Using the listing below, work out how many lines carry the word "stored", and state nothing but that number.
----------
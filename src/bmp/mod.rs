//! BMP decoding: header parse, then the indexed or direct extractor chosen by
//! bit depth.
//!
//! Use top-level [`crate::decode_bmp`], [`crate::probe_bmp`], etc.

mod cursor;
mod direct;
mod header;
mod indexed;
mod masks;
mod rows;

pub use header::{
    BitDepth, BmpHeader, ColorSpace, Compression, FileHeader, HeaderExtension, InfoHeader,
    LCS_SRGB, Revision, RgbMasks,
};
pub use masks::{ChannelMasks, ResolvedMasks, mask_shift, resolve_masks};
pub use rows::RowOrder;

use log::debug;

use crate::decode::Bitmap;
use crate::error::BmpError;
use crate::limits::Limits;
use cursor::Cursor;

/// Parse only the headers.
pub(crate) fn probe(data: &[u8]) -> Result<BmpHeader, BmpError> {
    BmpHeader::parse(&mut Cursor::new(data))
}

/// Decode a whole BMP into a bottom-left-origin RGBA8 bitmap.
pub(crate) fn decode(data: &[u8], limits: Option<&Limits>) -> Result<Bitmap, BmpError> {
    let mut cursor = Cursor::new(data);
    let header = BmpHeader::parse(&mut cursor)?;
    let info = &header.info;
    let width = info.pixel_width();
    let height = info.row_count();
    check_limits(limits, width, height)?;

    let pixels = match resolve_masks(info.bit_depth, info.compression, &info.extension) {
        None => indexed::extract(&mut cursor, &header)?,
        Some(resolved) => {
            debug!(
                "BMP channel masks {:?} (defaulted: {})",
                resolved.masks, resolved.defaulted
            );
            direct::extract(&mut cursor, &header, resolved.masks)?
        }
    };

    debug_assert_eq!(pixels.len(), width as usize * height as usize);
    Ok(Bitmap::new(width, height, pixels, info.row_order()))
}

fn check_limits(limits: Option<&Limits>, width: u32, height: u32) -> Result<(), BmpError> {
    if Limits::output_bytes(width, height).is_none() {
        return Err(BmpError::DimensionsTooLarge { width, height });
    }
    limits.map_or(Ok(()), |limits| limits.check(width, height))
}
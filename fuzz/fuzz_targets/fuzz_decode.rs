#![no_main]
use libfuzzer_sys::fuzz_target;

fuzz_target!(|data: &[u8]| {
    // Must never panic
    let _ = zenbmp::probe_bmp(data);

    if let Ok(bitmap) = zenbmp::decode_bmp(data) {
        assert_eq!(
            bitmap.pixels().len(),
            bitmap.width as usize * bitmap.height as usize
        );
    }
});
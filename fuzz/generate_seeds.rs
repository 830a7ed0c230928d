#!/usr/bin/env -S cargo +nightly -Zscript
//! Generate seed corpus files for fuzzing.
//! Run: cargo +nightly -Zscript fuzz/generate_seeds.rs

fn header(bmp: &mut [u8], info_size: u32, width: i32, height: i32, bpp: u16, compression: u32) {
    let len = bmp.len() as u32;
    bmp[0] = b'B'; bmp[1] = b'M';
    bmp[2..6].copy_from_slice(&len.to_le_bytes()); // file size
    bmp[14..18].copy_from_slice(&info_size.to_le_bytes()); // DIB header size
    bmp[18..22].copy_from_slice(&width.to_le_bytes());
    bmp[22..26].copy_from_slice(&height.to_le_bytes());
    bmp[26..28].copy_from_slice(&1u16.to_le_bytes()); // planes
    bmp[28..30].copy_from_slice(&bpp.to_le_bytes());
    bmp[30..34].copy_from_slice(&compression.to_le_bytes());
}

fn main() {
    use std::fs;
    let dir = "fuzz/corpus/fuzz_decode";
    fs::create_dir_all(dir).unwrap();

    // 1x1 24-bit
    let mut bmp = vec![0u8; 58]; // 54 header + 4 pixel (3 + 1 padding)
    header(&mut bmp, 40, 1, 1, 24, 0);
    bmp[10..14].copy_from_slice(&54u32.to_le_bytes()); // data offset
    bmp[54] = 0xff; // BGR
    fs::write(format!("{dir}/bmp_1x1_24.bmp"), bmp).unwrap();

    // 8x1 1-bit, two palette entries, top-down
    let mut bmp = vec![0u8; 66];
    header(&mut bmp, 40, 8, -1, 1, 0);
    bmp[10..14].copy_from_slice(&62u32.to_le_bytes());
    bmp[46..50].copy_from_slice(&2u32.to_le_bytes()); // palette colors
    bmp[58..62].copy_from_slice(&[0xff, 0xff, 0xff, 0xff]);
    bmp[62] = 0b1010_0101;
    fs::write(format!("{dir}/bmp_8x1_1.bmp"), bmp).unwrap();

    // 1x1 16-bit BI_BITFIELDS, 5-6-5 masks after a 40-byte header
    let mut bmp = vec![0u8; 70];
    header(&mut bmp, 40, 1, 1, 16, 3);
    bmp[10..14].copy_from_slice(&66u32.to_le_bytes());
    bmp[54..58].copy_from_slice(&0xf800u32.to_le_bytes());
    bmp[58..62].copy_from_slice(&0x07e0u32.to_le_bytes());
    bmp[62..66].copy_from_slice(&0x001fu32.to_le_bytes());
    bmp[66..68].copy_from_slice(&0xffffu16.to_le_bytes());
    fs::write(format!("{dir}/bmp_1x1_565.bmp"), bmp).unwrap();

    // 1x1 32-bit V4 header, sRGB
    let mut bmp = vec![0u8; 14 + 108 + 4];
    header(&mut bmp, 108, 1, 1, 32, 0);
    bmp[10..14].copy_from_slice(&122u32.to_le_bytes());
    bmp[70..74].copy_from_slice(&0x7352_4742u32.to_le_bytes()); // LCS_sRGB
    bmp[122..126].copy_from_slice(&[1, 2, 3, 4]);
    fs::write(format!("{dir}/bmp_1x1_v4.bmp"), bmp).unwrap();

    // Truncated/malformed seeds for edge coverage
    fs::write(format!("{dir}/empty.bin"), b"").unwrap();
    fs::write(format!("{dir}/bm_short.bin"), b"BM\x00\x00").unwrap();

    println!("Generated seed corpus in {dir}/");
}
use alloc::vec::Vec;

use rgb::{ComponentBytes as _, RGBA8};

use crate::bmp::RowOrder;
use crate::error::BmpError;
use crate::limits::Limits;

/// A decoded bitmap.
///
/// Pixels are row-major with the origin at the bottom-left corner: row 0 is
/// the bottom row, whatever order the file stored its rows in.
///
/// Channel values are copied out of their masks without rescaling, so a
/// 5-bit channel yields 0–31. Images without an alpha mask (every 24-bit
/// image) decode with alpha 0 on every pixel.
#[derive(Clone, Debug, PartialEq, Eq)]
pub struct Bitmap {
    pub width: u32,
    /// Row count, i.e. the magnitude of the stored height.
    pub height: u32,
    /// Row order of the source file, for callers that care.
    pub source_order: RowOrder,
    pixels: Vec<RGBA8>,
}

impl Bitmap {
    pub(crate) fn new(width: u32, height: u32, pixels: Vec<RGBA8>, source_order: RowOrder) -> Self {
        Self {
            width,
            height,
            source_order,
            pixels,
        }
    }

    /// All pixels, bottom row first.
    pub fn pixels(&self) -> &[RGBA8] {
        &self.pixels
    }

    pub fn into_pixels(self) -> Vec<RGBA8> {
        self.pixels
    }

    /// Pixels as a flat `R, G, B, A` byte slice.
    pub fn as_bytes(&self) -> &[u8] {
        self.pixels.as_bytes()
    }

    /// Pixel at column `x`, row `y` counted up from the bottom.
    pub fn pixel(&self, x: u32, y: u32) -> Option<RGBA8> {
        if x >= self.width || y >= self.height {
            return None;
        }
        let idx = y as usize * self.width as usize + x as usize;
        self.pixels.get(idx).copied()
    }

    /// Rows, bottom row first.
    pub fn rows(&self) -> impl ExactSizeIterator<Item = &[RGBA8]> + '_ {
        self.pixels.chunks_exact(self.width as usize)
    }

    /// Zero-copy view as an [`imgref::ImgRef`]. Row 0 of the view is the
    /// bottom row.
    #[cfg(feature = "imgref")]
    pub fn as_imgref(&self) -> imgref::ImgRef<'_, RGBA8> {
        imgref::ImgRef::new(&self.pixels, self.width as usize, self.height as usize)
    }

    /// Convert into an [`imgref::ImgVec`]. Row 0 is the bottom row.
    #[cfg(feature = "imgref")]
    pub fn into_imgvec(self) -> imgref::ImgVec<RGBA8> {
        imgref::ImgVec::new(self.pixels, self.width as usize, self.height as usize)
    }
}

/// Decode request builder.
///
/// ```no_run
/// use zenbmp::{DecodeRequest, Limits};
///
/// let data: &[u8] = &[]; // your BMP bytes
/// let limits = Limits {
///     max_pixels: Some(4096 * 4096),
///     ..Default::default()
/// };
/// let bitmap = DecodeRequest::new(data).with_limits(&limits).decode()?;
/// println!("{}x{}", bitmap.width, bitmap.height);
/// # Ok::<(), zenbmp::BmpError>(())
/// ```
#[derive(Clone, Copy, Debug)]
pub struct DecodeRequest<'a> {
    data: &'a [u8],
    limits: Option<&'a Limits>,
}

impl<'a> DecodeRequest<'a> {
    pub fn new(data: &'a [u8]) -> Self {
        Self { data, limits: None }
    }

    pub fn with_limits(mut self, limits: &'a Limits) -> Self {
        self.limits = Some(limits);
        self
    }

    pub fn decode(self) -> Result<Bitmap, BmpError> {
        crate::bmp::decode(self.data, self.limits)
            .inspect_err(|e| log::debug!("BMP decode failed: {e}"))
    }
}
----------
Written reply>
2